Dose and Duration of treatment. Use of high dose or multiple NSAIDs increase the risk of gastrointestinal complications up to 10-fold. Cardiovascular risk appears to increase in tandem with duration of NSAID use (Conaghan 2012).

Medications. Simultaneous use of NSAIDs with corticosteroids, anticoagulants, aspirin, platelet inhibitors, and serotonin re-uptake inhibitors can increase gastrointestinal toxicity up to 15-fold.

NSAID selection. As mentioned above, different NSAIDs carry different risks of either gastrointestinal or cardiovascular toxicity. While COX-2 selective inhibitors and diclofenac are associated with greater cardiovascular but lower gastrointestinal risks than non-selective NSAIDs, non-selective NSAIDs demonstrate the opposite effect. NSAIDs with longer half-lives, such as piroxicam (Feldene®), are associated with greater risk of gastrointestinal bleeding than those metabolized more quickly (Roth 2011). For people with high cardiovascular risk, the NSAID naproxen is typically recommended because it has been associated with fewer cardiovascular events compared with other NSAIDs in several studies (Conaghan 2012).

Avoiding Unintentional Toxic Overdose

Most cases of unintentional acetaminophen overdose result from either failure to follow dosing instructions, or inadvertently combining multiple acetaminophen-containing products (such as “cold medicines” with analgesics). In one study, nearly one quarter of adults surveyed reported that they were likely to take more than the maximum 4 grams of acetaminophen in a 24 hour period, while just over 5% (in error) were likely to take more than 6 grams in the same period (Wolf 2012).

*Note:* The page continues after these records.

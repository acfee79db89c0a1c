#![forbid(unsafe_code)]

//! Command-line argument parsing for the demo.
//!
//! Parses args manually to keep the binary lean. Supports environment
//! variable overrides via the `DRAGSORT_DEMO_*` prefix.

use std::env;
use std::process;

use dragsort_core::color::Rgba;

pub const VERSION: &str = env!("CARGO_PKG_VERSION");

const HELP_TEXT: &str = "\
dragsort demo: scripted drag-to-reorder over a simulated list

USAGE:
    dragsort-demo [OPTIONS]

OPTIONS:
    --items=N         Number of items in the list (default: 30)
    --rows=N          Rows visible at once (default: 10)
    --from=N          Visible row to pick up, 0-indexed (default: 2)
    --hold-ms=N       How long to rest on the bottom edge (default: 500)
    --color=HEX       Preview overlay colour, #rrggbb[aa] (default: #99cc00)
    --opacity=F       Preview overlay opacity in [0, 1] (default: 0.75)
    --no-drag-mode    Leave drag mode off; the press is forwarded
    --help, -h        Show this help message
    --version, -V     Show version

ENVIRONMENT VARIABLES:
    DRAGSORT_DEMO_ITEMS       Override --items
    DRAGSORT_DEMO_ROWS        Override --rows
    DRAGSORT_DEMO_HOLD_MS     Override --hold-ms
    DRAGSORT_DEMO_COLOR       Override --color
    DRAGSORT_DEMO_LOG         Log filter (falls back to RUST_LOG)";

/// Parsed command-line options.
#[derive(Debug, Clone, PartialEq)]
pub struct Opts {
    /// Number of items.
    pub items: usize,
    /// Visible rows.
    pub rows: usize,
    /// Visible row the drag starts on.
    pub from: usize,
    /// Time spent resting on the bottom edge, in milliseconds.
    pub hold_ms: u64,
    /// Preview overlay colour.
    pub color: Rgba,
    /// Preview overlay opacity.
    pub opacity: f32,
    /// Whether drag mode is switched on before the script runs.
    pub drag_mode: bool,
}

impl Default for Opts {
    fn default() -> Self {
        Self {
            items: 30,
            rows: 10,
            from: 2,
            hold_ms: 500,
            color: Rgba::rgb(0x99, 0xcc, 0x00),
            opacity: 0.75,
            drag_mode: true,
        }
    }
}

/// Outcome of parsing.
#[derive(Debug, Clone, PartialEq)]
pub enum Parsed {
    Run(Opts),
    Help,
    Version,
}

impl Opts {
    /// Parse command-line arguments and environment variables, exiting on
    /// `--help`, `--version`, or a bad value.
    ///
    /// Environment variables take precedence over defaults but are overridden
    /// by explicit command-line flags.
    pub fn parse() -> Self {
        let args: Vec<String> = env::args().skip(1).collect();
        match Self::parse_from(&args, |key| env::var(key).ok()) {
            Ok(Parsed::Run(opts)) => opts,
            Ok(Parsed::Help) => {
                println!("{HELP_TEXT}");
                process::exit(0);
            }
            Ok(Parsed::Version) => {
                println!("dragsort-demo {VERSION}");
                process::exit(0);
            }
            Err(msg) => {
                eprintln!("{msg}");
                eprintln!("Run with --help for usage information.");
                process::exit(1);
            }
        }
    }

    /// Parse `args` with `var` as the environment lookup.
    pub fn parse_from<F>(args: &[String], var: F) -> Result<Parsed, String>
    where
        F: Fn(&str) -> Option<String>,
    {
        let mut opts = Self::default();

        // Apply environment variable defaults first
        if let Some(val) = var("DRAGSORT_DEMO_ITEMS")
            && let Ok(n) = val.parse()
        {
            opts.items = n;
        }
        if let Some(val) = var("DRAGSORT_DEMO_ROWS")
            && let Ok(n) = val.parse()
        {
            opts.rows = n;
        }
        if let Some(val) = var("DRAGSORT_DEMO_HOLD_MS")
            && let Ok(n) = val.parse()
        {
            opts.hold_ms = n;
        }
        if let Some(val) = var("DRAGSORT_DEMO_COLOR")
            && let Ok(color) = Rgba::from_hex(&val)
        {
            opts.color = color;
        }

        // Parse command-line args (override env vars)
        for arg in args {
            match arg.as_str() {
                "--help" | "-h" => return Ok(Parsed::Help),
                "--version" | "-V" => return Ok(Parsed::Version),
                "--no-drag-mode" => opts.drag_mode = false,
                other => {
                    if let Some(val) = other.strip_prefix("--items=") {
                        opts.items = number("--items", val)?;
                    } else if let Some(val) = other.strip_prefix("--rows=") {
                        opts.rows = number("--rows", val)?;
                    } else if let Some(val) = other.strip_prefix("--from=") {
                        opts.from = number("--from", val)?;
                    } else if let Some(val) = other.strip_prefix("--hold-ms=") {
                        opts.hold_ms = number("--hold-ms", val)?;
                    } else if let Some(val) = other.strip_prefix("--color=") {
                        opts.color = Rgba::from_hex(val)
                            .map_err(|err| format!("Invalid --color value: {val} ({err})"))?;
                    } else if let Some(val) = other.strip_prefix("--opacity=") {
                        opts.opacity = number("--opacity", val)?;
                    } else {
                        return Err(format!("Unknown argument: {other}"));
                    }
                }
            }
        }

        opts.validate()?;
        Ok(Parsed::Run(opts))
    }

    fn validate(&self) -> Result<(), String> {
        if self.items == 0 {
            return Err("--items must be at least 1".into());
        }
        if self.rows == 0 {
            return Err("--rows must be at least 1".into());
        }
        if self.from >= self.items.min(self.rows) {
            return Err(format!(
                "--from={} is not a visible row (0..{})",
                self.from,
                self.items.min(self.rows)
            ));
        }
        if !(0.0..=1.0).contains(&self.opacity) {
            return Err(format!("--opacity={} is outside [0, 1]", self.opacity));
        }
        Ok(())
    }
}

fn number<T: std::str::FromStr>(flag: &str, val: &str) -> Result<T, String> {
    val.parse()
        .map_err(|_| format!("Invalid {flag} value: {val}"))
}
#![forbid(unsafe_code)]

//! Packed RGBA colors for overlay tinting.
//!
//! Storage is straight (non-premultiplied) alpha, one byte per channel,
//! packed as `0xRRGGBBAA`.

use std::fmt;

/// A packed straight-alpha RGBA color.
#[derive(Debug, Clone, Copy, PartialEq, Eq, Default, Hash)]
#[repr(transparent)]
pub struct Rgba(pub u32);

impl Rgba {
    /// Fully transparent (alpha = 0).
    pub const TRANSPARENT: Self = Self(0);
    /// Opaque black.
    pub const BLACK: Self = Self::rgb(0, 0, 0);
    /// Opaque white.
    pub const WHITE: Self = Self::rgb(255, 255, 255);
    /// Opaque green, the default drag overlay.
    pub const GREEN: Self = Self::rgb(0, 255, 0);

    /// Create an opaque RGB color (alpha = 255).
    #[inline]
    pub const fn rgb(r: u8, g: u8, b: u8) -> Self {
        Self::rgba(r, g, b, 255)
    }

    /// Create an RGBA color with explicit alpha.
    #[inline]
    pub const fn rgba(r: u8, g: u8, b: u8, a: u8) -> Self {
        Self(((r as u32) << 24) | ((g as u32) << 16) | ((b as u32) << 8) | (a as u32))
    }

    /// Red channel.
    #[inline]
    pub const fn r(self) -> u8 {
        (self.0 >> 24) as u8
    }

    /// Green channel.
    #[inline]
    pub const fn g(self) -> u8 {
        (self.0 >> 16) as u8
    }

    /// Blue channel.
    #[inline]
    pub const fn b(self) -> u8 {
        (self.0 >> 8) as u8
    }

    /// Alpha channel.
    #[inline]
    pub const fn a(self) -> u8 {
        self.0 as u8
    }

    /// Scale the alpha channel by `opacity`, clamped into `0.0..=1.0`.
    ///
    /// NaN is treated as fully transparent.
    #[must_use]
    pub fn with_opacity(self, opacity: f32) -> Self {
        let opacity = if opacity.is_nan() {
            0.0
        } else {
            opacity.clamp(0.0, 1.0)
        };
        let a = (f32::from(self.a()) * opacity).round() as u8;
        Self::rgba(self.r(), self.g(), self.b(), a)
    }

    /// Parse `#rrggbb` or `#rrggbbaa` (the leading `#` is optional).
    pub fn from_hex(s: &str) -> Result<Self, ColorParseError> {
        let digits = s.strip_prefix('#').unwrap_or(s);
        if !digits.chars().all(|c| c.is_ascii_hexdigit()) {
            return Err(ColorParseError::InvalidDigit(s.to_string()));
        }
        let channel = |i: usize| {
            u8::from_str_radix(&digits[i..i + 2], 16)
                .map_err(|_| ColorParseError::InvalidDigit(s.to_string()))
        };
        match digits.len() {
            6 => Ok(Self::rgb(channel(0)?, channel(2)?, channel(4)?)),
            8 => Ok(Self::rgba(channel(0)?, channel(2)?, channel(4)?, channel(6)?)),
            len => Err(ColorParseError::InvalidLength(len)),
        }
    }
}

impl fmt::Display for Rgba {
    fn fmt(&self, f: &mut fmt::Formatter<'_>) -> fmt::Result {
        write!(f, "#{:02x}{:02x}{:02x}", self.r(), self.g(), self.b())?;
        if self.a() != 255 {
            write!(f, "{:02x}", self.a())?;
        }
        Ok(())
    }
}

/// Errors from [`Rgba::from_hex`].
#[derive(Debug, Clone, PartialEq, Eq)]
pub enum ColorParseError {
    /// Expected 6 or 8 hex digits.
    InvalidLength(usize),
    /// A character outside `[0-9a-fA-F]`.
    InvalidDigit(String),
}

impl fmt::Display for ColorParseError {
    fn fmt(&self, f: &mut fmt::Formatter<'_>) -> fmt::Result {
        match self {
            Self::InvalidLength(len) => {
                write!(f, "expected 6 or 8 hex digits, got {len}")
            }
            Self::InvalidDigit(input) => write!(f, "invalid hex color {input:?}"),
        }
    }
}

impl std::error::Error for ColorParseError {}

#[cfg(test)]
mod tests {
    use super::*;

    #[test]
    fn channels_round_trip_through_packing() {
        let c = Rgba::rgba(0x12, 0x34, 0x56, 0x78);
        assert_eq!((c.r(), c.g(), c.b(), c.a()), (0x12, 0x34, 0x56, 0x78));
        assert_eq!(c.0, 0x1234_5678);
    }

    #[test]
    fn parses_six_digit_hex() {
        assert_eq!(Rgba::from_hex("#99cc00"), Ok(Rgba::rgb(0x99, 0xcc, 0x00)));
        assert_eq!(Rgba::from_hex("00FF00"), Ok(Rgba::GREEN));
    }

    #[test]
    fn parses_eight_digit_hex() {
        assert_eq!(
            Rgba::from_hex("#ffffff80"),
            Ok(Rgba::rgba(255, 255, 255, 0x80))
        );
    }

    #[test]
    fn rejects_bad_input() {
        assert_eq!(
            Rgba::from_hex("#abc"),
            Err(ColorParseError::InvalidLength(3))
        );
        assert!(matches!(
            Rgba::from_hex("#zzzzzz"),
            Err(ColorParseError::InvalidDigit(_))
        ));
        assert!(matches!(
            Rgba::from_hex("#ééé"),
            Err(ColorParseError::InvalidDigit(_))
        ));
    }

    #[test]
    fn opacity_scales_alpha() {
        assert_eq!(Rgba::GREEN.with_opacity(0.5).a(), 128);
        assert_eq!(Rgba::GREEN.with_opacity(0.0).a(), 0);
        assert_eq!(Rgba::GREEN.with_opacity(3.0).a(), 255);
        assert_eq!(Rgba::GREEN.with_opacity(f32::NAN).a(), 0);
        assert_eq!(Rgba::GREEN.with_opacity(0.5).g(), 255);
    }

    #[test]
    fn display_omits_opaque_alpha() {
        assert_eq!(Rgba::rgb(0x99, 0xcc, 0).to_string(), "#99cc00");
        assert_eq!(Rgba::rgba(0, 0, 0, 0x40).to_string(), "#00000040");
    }
}
#![forbid(unsafe_code)]

//! Incremental reorder.
//!
//! The dragged item is walked from its current hover position toward a
//! target one adjacent slot at a time. Each step is a single
//! [`move_item`](ReorderableSource::move_item) between neighbours, so the
//! dragged item's displayed row stays valid after every step and the net
//! effect of a walk from `a` to `b` equals one relocation from `a` to `b`.
//!
//! Both endpoints are validated before the first step: a walk either runs to
//! completion or leaves the source untouched.

use crate::collection::{CollectionError, ReorderableSource, check_position};

/// Direction of a single adjacent step.
#[derive(Debug, Clone, Copy, PartialEq, Eq)]
pub enum StepDirection {
    /// Toward position 0.
    TowardStart,
    /// Toward the last position.
    TowardEnd,
}

impl StepDirection {
    /// Direction that brings `hover` closer to `target`, or `None` if they are equal.
    #[must_use]
    pub fn between(hover: usize, target: usize) -> Option<Self> {
        match hover.cmp(&target) {
            std::cmp::Ordering::Greater => Some(Self::TowardStart),
            std::cmp::Ordering::Less => Some(Self::TowardEnd),
            std::cmp::Ordering::Equal => None,
        }
    }
}

/// Summary of a completed walk.
#[derive(Debug, Clone, Copy, PartialEq, Eq)]
pub struct Walk {
    /// Hover position before the walk.
    pub from: usize,
    /// Hover position after the walk (the target).
    pub to: usize,
    /// Number of adjacent moves performed.
    pub steps: usize,
}

impl Walk {
    /// True if no move happened.
    #[must_use]
    pub const fn is_empty(&self) -> bool {
        self.steps == 0
    }
}

/// Perform one adjacent move of the item at `*hover` toward `target`.
///
/// Returns the direction moved, or `None` if `*hover == target`.
pub fn step_toward<S: ReorderableSource + ?Sized>(
    source: &mut S,
    hover: &mut usize,
    target: usize,
) -> Result<Option<StepDirection>, CollectionError> {
    let len = source.count();
    check_position(*hover, len)?;
    check_position(target, len)?;
    let Some(direction) = StepDirection::between(*hover, target) else {
        return Ok(None);
    };
    let next = match direction {
        StepDirection::TowardStart => *hover - 1,
        StepDirection::TowardEnd => *hover + 1,
    };
    source.move_item(*hover, next)?;
    dragsort_core::trace!(from = *hover, to = next, "adjacent move");
    *hover = next;
    Ok(Some(direction))
}

/// Walk the item at `*hover` to `target`, one adjacent move per step.
///
/// On success `*hover == target`.
pub fn walk_to<S: ReorderableSource + ?Sized>(
    source: &mut S,
    hover: &mut usize,
    target: usize,
) -> Result<Walk, CollectionError> {
    let len = source.count();
    check_position(*hover, len)?;
    check_position(target, len)?;

    let from = *hover;
    let mut steps = 0;
    while step_toward(source, hover, target)?.is_some() {
        steps += 1;
    }
    if steps > 0 {
        dragsort_core::debug!(from, to = target, steps, "reorder walk");
    }
    Ok(Walk {
        from,
        to: *hover,
        steps,
    })
}
#![forbid(unsafe_code)]

//! The list container the drag controller attaches to.
//!
//! The controller does not own or subclass the list. It drives any container
//! that can hit-test rows, report the visible window, scroll, run deferred
//! callbacks on its own event queue, and repaint when the data changes.
//!
//! # Deferred callbacks
//!
//! [`ListHost::post`] schedules a callback on the host's single-threaded
//! event queue and returns a [`TimerToken`]. When the callback comes due the
//! host hands the token back to
//! [`DragController::on_timer`](crate::controller::DragController::on_timer).
//! Callbacks never run concurrently with pointer handling.

use std::time::Duration;

use bitflags::bitflags;
use dragsort_core::geometry::{Point, Rect};

/// Handle to a deferred callback posted on the host's event queue.
#[derive(Debug, Clone, Copy, PartialEq, Eq, Hash, PartialOrd, Ord)]
pub struct TimerToken(pub u64);

bitflags! {
    /// What changed since the host last repainted.
    ///
    /// Any non-empty value means "data set changed": every visible row must
    /// be rebound before the next read.
    #[derive(Debug, Clone, Copy, PartialEq, Eq, Hash, Default)]
    pub struct DataChange: u8 {
        /// The hover (placeholder) position changed.
        const HOVER     = 0b0001;
        /// Drag mode was toggled, so handle overlays appeared or vanished.
        const DRAG_MODE = 0b0010;
        /// Items were reordered.
        const ORDER     = 0b0100;
        /// The backing source was replaced.
        const SOURCE    = 0b1000;
    }
}

/// Capabilities the drag controller needs from the list container.
pub trait ListHost {
    /// Bounds of the list container in its own coordinates.
    fn bounds(&self) -> Rect;

    /// Position of the row under `point`, or `None` over empty space or a
    /// divider.
    fn position_at(&self, point: Point) -> Option<usize>;

    /// Height of the divider drawn between rows.
    fn divider_height(&self) -> u16;

    /// First materialized position, or `None` if the list is empty.
    fn first_visible(&self) -> Option<usize>;

    /// Last materialized position, or `None` if the list is empty.
    fn last_visible(&self) -> Option<usize>;

    /// Bounds of the row at `position`, if it is materialized.
    ///
    /// Rows are laid out at the [`BoundRow::height`] they were last bound
    /// with, so a placeholder keeps the height of the row it replaces.
    ///
    /// [`BoundRow::height`]: crate::adapter::BoundRow::height
    fn row_bounds(&self, position: usize) -> Option<Rect>;

    /// Scroll so that `position` becomes visible.
    fn smooth_scroll_to(&mut self, position: usize);

    /// Post a callback to run after `delay` (`Duration::ZERO` = as soon as
    /// the current event finishes).
    fn post(&mut self, delay: Duration) -> TimerToken;

    /// Cancel a posted callback. Unknown or already-fired tokens are ignored.
    fn cancel(&mut self, token: TimerToken);

    /// The data set changed; rebind visible rows.
    fn data_set_changed(&mut self, change: DataChange);

    /// Index of `position` among the materialized rows (0 = first visible).
    fn row_slot(&self, position: usize) -> Option<usize> {
        let first = self.first_visible()?;
        let last = self.last_visible()?;
        (first..=last)
            .contains(&position)
            .then(|| position - first)
    }
}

Therefore, strict attention to dosing instructions for all medications is imperative.

Avoiding the potential gastrointestinal and cardiovascular risk(s) of sustained NSAID usage necessitates the recognition of risk factors for each, as well as choosing an appropriate treatment strategy (e.g., reduced dosage or pairing with a gastroprotective agent) (Vonkeman 2010).